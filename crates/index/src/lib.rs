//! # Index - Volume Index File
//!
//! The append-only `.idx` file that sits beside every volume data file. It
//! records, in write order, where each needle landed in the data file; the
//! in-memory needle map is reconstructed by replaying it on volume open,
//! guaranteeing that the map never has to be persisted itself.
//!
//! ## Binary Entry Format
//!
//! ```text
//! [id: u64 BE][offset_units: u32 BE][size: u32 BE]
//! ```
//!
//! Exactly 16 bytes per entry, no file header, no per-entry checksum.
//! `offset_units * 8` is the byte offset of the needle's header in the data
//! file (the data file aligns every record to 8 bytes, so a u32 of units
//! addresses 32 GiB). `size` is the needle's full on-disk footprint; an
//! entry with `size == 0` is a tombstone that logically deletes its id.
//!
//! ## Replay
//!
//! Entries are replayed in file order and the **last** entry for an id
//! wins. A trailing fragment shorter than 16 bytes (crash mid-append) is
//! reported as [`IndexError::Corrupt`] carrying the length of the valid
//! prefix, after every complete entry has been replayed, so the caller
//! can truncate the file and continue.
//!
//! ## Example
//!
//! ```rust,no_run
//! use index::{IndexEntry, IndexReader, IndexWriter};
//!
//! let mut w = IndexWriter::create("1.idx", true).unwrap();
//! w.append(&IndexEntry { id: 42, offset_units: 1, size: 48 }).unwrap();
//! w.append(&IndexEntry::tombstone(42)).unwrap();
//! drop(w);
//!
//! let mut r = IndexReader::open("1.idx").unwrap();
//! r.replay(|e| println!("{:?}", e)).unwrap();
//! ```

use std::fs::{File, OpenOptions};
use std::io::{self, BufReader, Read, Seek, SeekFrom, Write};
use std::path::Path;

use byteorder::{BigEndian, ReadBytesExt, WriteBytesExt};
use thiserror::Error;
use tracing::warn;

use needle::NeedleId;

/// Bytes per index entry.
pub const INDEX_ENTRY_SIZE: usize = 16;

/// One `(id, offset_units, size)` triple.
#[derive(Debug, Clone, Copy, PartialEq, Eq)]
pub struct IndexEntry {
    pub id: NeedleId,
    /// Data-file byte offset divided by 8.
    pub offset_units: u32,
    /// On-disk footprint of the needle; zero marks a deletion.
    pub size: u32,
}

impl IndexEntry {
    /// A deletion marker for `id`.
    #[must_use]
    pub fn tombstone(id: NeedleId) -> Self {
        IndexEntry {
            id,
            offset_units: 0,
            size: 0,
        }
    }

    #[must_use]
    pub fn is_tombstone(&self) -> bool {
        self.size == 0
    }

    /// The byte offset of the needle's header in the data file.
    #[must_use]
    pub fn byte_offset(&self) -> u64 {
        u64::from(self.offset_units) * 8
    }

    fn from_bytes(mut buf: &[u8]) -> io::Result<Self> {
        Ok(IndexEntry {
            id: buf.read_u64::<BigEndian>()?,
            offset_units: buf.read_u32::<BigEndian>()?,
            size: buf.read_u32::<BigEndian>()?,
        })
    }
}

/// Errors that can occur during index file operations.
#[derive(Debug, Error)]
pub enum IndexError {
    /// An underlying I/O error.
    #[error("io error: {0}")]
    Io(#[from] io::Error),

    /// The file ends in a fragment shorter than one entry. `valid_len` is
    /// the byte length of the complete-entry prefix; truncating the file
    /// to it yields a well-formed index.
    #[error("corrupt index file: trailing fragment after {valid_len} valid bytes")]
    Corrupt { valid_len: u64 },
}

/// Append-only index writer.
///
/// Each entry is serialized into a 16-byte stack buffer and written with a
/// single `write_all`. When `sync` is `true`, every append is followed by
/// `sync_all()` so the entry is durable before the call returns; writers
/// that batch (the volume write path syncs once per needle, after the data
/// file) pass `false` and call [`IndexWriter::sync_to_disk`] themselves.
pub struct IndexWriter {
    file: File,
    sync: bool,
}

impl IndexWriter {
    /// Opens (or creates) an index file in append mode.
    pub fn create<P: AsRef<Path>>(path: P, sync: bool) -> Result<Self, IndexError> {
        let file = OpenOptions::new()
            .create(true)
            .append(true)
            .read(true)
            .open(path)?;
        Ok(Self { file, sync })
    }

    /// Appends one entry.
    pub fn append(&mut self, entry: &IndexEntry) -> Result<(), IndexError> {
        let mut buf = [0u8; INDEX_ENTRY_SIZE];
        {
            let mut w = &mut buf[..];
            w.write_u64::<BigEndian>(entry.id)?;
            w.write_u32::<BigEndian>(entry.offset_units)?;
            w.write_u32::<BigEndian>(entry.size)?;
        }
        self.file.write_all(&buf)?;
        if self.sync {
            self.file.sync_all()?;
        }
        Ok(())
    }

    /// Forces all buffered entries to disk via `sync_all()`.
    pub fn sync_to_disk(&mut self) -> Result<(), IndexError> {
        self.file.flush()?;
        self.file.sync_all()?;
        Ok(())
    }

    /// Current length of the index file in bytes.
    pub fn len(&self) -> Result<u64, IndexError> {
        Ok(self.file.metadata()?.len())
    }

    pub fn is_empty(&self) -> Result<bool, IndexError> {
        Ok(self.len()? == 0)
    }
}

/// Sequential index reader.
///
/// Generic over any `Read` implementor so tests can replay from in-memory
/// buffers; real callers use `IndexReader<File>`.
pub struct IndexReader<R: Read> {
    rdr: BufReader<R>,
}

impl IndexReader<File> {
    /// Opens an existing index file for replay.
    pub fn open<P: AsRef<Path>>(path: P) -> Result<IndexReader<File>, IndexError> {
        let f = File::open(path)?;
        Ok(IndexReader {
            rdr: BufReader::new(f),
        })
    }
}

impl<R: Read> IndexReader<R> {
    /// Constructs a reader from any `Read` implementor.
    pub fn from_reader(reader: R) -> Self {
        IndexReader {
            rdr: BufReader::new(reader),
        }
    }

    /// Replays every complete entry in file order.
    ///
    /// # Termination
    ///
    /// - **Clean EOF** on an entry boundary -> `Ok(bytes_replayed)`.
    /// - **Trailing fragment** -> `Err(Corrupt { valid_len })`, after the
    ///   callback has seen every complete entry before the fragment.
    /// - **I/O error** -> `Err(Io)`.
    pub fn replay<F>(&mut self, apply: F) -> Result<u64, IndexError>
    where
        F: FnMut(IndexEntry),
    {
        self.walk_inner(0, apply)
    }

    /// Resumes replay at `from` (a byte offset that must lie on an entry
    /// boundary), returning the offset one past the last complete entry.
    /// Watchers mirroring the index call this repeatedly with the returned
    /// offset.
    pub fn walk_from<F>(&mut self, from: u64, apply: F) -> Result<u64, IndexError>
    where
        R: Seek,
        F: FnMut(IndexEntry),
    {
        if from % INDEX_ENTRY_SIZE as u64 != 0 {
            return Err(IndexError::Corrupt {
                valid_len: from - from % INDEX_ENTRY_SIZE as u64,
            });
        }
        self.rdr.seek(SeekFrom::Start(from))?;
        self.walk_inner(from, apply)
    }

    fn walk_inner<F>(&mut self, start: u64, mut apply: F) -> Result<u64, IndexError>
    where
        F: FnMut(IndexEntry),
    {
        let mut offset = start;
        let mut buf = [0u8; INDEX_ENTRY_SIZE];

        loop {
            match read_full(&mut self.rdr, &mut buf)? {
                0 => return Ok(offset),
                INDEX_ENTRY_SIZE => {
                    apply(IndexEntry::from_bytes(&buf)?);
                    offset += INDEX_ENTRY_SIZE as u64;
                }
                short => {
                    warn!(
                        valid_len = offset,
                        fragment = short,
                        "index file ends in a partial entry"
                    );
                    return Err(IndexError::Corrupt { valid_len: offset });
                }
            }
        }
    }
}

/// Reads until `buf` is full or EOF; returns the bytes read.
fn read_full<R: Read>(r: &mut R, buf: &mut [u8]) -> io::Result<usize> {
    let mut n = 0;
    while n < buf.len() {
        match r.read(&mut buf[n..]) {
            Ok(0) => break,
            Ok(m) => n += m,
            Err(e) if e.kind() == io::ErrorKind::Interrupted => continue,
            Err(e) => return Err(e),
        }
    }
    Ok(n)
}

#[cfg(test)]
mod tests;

______

What is required:
From the data, collect all lines where the string "that" appears.

Solution:
//! The append-only `.idx` file that sits beside every volume data file. It
//! guaranteeing that the map never has to be persisted itself.
//! entry with `size == 0` is a tombstone that logically deletes its id.
/// Errors that can occur during index file operations.
/// that batch (the volume write path syncs once per needle, after the data
    /// Resumes replay at `from` (a byte offset that must lie on an entry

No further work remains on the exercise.